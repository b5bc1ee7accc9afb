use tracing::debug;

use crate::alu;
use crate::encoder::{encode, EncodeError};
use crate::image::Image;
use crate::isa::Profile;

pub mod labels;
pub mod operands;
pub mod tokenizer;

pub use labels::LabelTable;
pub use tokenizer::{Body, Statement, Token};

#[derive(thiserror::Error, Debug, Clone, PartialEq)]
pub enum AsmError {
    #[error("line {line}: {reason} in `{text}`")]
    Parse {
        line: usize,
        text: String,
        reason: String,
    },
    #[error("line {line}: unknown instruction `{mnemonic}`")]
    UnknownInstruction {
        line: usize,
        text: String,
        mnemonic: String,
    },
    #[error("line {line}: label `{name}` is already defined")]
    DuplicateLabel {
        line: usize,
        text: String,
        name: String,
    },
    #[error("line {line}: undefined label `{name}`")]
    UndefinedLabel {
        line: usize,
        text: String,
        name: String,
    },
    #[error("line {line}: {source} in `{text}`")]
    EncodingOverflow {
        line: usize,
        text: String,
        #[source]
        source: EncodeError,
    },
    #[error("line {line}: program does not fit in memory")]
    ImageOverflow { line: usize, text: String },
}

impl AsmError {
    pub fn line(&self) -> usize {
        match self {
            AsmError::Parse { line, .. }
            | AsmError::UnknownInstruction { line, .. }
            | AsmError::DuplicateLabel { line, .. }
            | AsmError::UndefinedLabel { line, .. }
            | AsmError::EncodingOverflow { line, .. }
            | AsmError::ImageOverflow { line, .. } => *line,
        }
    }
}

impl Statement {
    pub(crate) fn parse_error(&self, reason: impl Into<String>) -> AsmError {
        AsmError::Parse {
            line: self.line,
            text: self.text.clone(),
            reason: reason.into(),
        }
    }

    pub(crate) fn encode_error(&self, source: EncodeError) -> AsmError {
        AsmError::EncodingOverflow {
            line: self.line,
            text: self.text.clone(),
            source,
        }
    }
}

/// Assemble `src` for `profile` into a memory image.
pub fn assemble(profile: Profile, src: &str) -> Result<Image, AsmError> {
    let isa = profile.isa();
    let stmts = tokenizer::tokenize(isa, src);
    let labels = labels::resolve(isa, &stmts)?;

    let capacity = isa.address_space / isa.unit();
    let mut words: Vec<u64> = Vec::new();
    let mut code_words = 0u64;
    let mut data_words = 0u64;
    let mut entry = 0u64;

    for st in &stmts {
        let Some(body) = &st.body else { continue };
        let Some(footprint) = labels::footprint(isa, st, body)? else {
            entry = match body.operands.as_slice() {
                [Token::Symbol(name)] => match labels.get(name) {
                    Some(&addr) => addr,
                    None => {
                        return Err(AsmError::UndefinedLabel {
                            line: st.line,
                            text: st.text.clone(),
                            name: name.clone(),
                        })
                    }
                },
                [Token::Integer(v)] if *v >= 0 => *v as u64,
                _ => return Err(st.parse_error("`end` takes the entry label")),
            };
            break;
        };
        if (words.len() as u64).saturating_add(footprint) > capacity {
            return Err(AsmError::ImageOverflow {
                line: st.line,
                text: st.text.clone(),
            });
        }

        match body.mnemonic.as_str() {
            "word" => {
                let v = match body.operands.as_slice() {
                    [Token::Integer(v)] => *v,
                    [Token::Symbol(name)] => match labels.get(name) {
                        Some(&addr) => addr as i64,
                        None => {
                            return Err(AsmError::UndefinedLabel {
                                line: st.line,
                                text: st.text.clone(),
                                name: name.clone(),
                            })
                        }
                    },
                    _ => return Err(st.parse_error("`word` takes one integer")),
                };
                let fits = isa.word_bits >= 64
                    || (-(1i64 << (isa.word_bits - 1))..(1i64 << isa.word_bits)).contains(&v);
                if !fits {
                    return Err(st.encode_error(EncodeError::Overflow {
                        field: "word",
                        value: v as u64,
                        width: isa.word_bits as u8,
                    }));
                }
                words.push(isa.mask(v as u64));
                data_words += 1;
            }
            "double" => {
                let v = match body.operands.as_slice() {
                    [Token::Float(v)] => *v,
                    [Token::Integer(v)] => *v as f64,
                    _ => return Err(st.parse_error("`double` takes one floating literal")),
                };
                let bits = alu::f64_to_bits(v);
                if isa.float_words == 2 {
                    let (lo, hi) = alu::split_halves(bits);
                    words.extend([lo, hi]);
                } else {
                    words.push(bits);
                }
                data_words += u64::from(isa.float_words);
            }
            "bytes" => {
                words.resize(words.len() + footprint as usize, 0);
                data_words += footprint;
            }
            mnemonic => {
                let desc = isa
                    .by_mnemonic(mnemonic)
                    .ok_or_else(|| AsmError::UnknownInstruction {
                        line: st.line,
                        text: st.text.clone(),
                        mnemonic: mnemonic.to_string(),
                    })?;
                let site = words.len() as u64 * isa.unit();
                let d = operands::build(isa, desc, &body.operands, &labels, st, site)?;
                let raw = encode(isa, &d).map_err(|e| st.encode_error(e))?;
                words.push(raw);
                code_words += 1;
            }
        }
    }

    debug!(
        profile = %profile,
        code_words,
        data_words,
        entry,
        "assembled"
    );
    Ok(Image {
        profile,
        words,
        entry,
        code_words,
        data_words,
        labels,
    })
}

----

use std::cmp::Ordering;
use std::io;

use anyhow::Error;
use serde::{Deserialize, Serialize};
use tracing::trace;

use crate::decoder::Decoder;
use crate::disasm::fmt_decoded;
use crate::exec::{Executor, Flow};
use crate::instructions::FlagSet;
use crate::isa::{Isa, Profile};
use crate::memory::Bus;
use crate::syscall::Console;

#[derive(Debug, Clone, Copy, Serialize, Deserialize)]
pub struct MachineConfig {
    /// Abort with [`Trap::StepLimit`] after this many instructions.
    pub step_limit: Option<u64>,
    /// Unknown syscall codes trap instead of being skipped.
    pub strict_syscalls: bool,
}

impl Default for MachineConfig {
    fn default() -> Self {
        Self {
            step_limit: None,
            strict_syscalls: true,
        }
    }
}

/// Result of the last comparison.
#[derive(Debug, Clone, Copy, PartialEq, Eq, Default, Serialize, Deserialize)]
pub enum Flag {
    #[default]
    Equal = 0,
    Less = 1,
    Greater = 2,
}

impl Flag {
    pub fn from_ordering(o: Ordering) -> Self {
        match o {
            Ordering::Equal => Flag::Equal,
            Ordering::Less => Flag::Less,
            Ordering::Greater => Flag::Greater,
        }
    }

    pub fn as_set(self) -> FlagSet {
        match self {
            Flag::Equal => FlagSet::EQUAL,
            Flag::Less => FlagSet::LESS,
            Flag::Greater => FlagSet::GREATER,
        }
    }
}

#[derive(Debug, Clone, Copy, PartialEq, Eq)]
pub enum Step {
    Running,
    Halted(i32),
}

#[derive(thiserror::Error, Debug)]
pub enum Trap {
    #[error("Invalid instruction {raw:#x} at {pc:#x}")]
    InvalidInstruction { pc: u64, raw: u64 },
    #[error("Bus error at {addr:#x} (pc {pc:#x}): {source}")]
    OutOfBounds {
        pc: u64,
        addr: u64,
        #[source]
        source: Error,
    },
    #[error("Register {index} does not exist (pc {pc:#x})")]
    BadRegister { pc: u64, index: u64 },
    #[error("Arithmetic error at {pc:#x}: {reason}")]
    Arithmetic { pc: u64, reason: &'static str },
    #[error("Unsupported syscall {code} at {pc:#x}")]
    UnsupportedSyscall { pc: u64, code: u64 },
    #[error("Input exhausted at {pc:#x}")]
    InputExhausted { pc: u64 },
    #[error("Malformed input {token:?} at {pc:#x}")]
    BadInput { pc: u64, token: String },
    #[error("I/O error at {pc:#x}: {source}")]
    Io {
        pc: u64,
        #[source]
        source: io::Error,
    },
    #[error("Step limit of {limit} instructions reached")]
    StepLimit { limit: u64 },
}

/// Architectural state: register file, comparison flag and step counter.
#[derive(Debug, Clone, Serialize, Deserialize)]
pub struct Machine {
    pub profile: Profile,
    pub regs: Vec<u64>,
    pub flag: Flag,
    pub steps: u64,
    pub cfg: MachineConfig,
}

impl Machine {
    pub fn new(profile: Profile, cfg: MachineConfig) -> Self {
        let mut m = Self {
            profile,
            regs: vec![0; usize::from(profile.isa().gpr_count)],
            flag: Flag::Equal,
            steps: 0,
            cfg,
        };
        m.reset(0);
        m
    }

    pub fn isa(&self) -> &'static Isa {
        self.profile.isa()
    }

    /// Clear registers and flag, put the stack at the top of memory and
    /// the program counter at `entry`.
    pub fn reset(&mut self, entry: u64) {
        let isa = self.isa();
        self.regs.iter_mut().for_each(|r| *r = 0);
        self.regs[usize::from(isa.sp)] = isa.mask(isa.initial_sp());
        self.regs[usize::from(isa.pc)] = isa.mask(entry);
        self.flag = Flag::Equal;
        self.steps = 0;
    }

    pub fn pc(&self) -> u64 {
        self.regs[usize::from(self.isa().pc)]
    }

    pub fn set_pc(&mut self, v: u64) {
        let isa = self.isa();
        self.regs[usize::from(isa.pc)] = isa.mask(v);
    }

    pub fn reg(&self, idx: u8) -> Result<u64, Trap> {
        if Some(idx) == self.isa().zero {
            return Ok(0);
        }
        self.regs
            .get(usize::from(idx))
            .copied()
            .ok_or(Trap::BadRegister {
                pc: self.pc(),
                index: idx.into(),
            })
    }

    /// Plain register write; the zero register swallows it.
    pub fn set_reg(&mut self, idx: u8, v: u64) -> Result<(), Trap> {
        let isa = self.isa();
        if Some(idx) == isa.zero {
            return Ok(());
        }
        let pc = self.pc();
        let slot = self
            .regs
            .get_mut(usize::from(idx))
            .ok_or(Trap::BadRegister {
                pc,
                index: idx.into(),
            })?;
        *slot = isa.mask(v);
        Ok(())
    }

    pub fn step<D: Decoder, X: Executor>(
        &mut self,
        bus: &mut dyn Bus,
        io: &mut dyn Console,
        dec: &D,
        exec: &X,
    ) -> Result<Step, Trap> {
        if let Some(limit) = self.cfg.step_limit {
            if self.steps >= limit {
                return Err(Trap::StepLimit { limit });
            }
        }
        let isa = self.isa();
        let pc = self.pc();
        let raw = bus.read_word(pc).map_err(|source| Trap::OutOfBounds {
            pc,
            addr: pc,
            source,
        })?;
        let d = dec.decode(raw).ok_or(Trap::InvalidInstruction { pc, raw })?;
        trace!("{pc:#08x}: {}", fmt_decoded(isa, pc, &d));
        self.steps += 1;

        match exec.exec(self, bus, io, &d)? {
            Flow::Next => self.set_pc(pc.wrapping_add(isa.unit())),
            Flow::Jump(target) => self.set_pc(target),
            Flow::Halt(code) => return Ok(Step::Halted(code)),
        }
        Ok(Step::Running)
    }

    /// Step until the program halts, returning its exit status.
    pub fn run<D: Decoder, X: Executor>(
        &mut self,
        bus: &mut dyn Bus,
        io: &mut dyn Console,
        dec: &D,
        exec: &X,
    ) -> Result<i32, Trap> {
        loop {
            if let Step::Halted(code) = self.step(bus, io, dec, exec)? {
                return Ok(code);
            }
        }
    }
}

----

Where does the string "trace" appear in the records above? Show every line that holds it.

● Answer box:
use tracing::trace;
        trace!("{pc:#08x}: {}", fmt_decoded(isa, pc, &d));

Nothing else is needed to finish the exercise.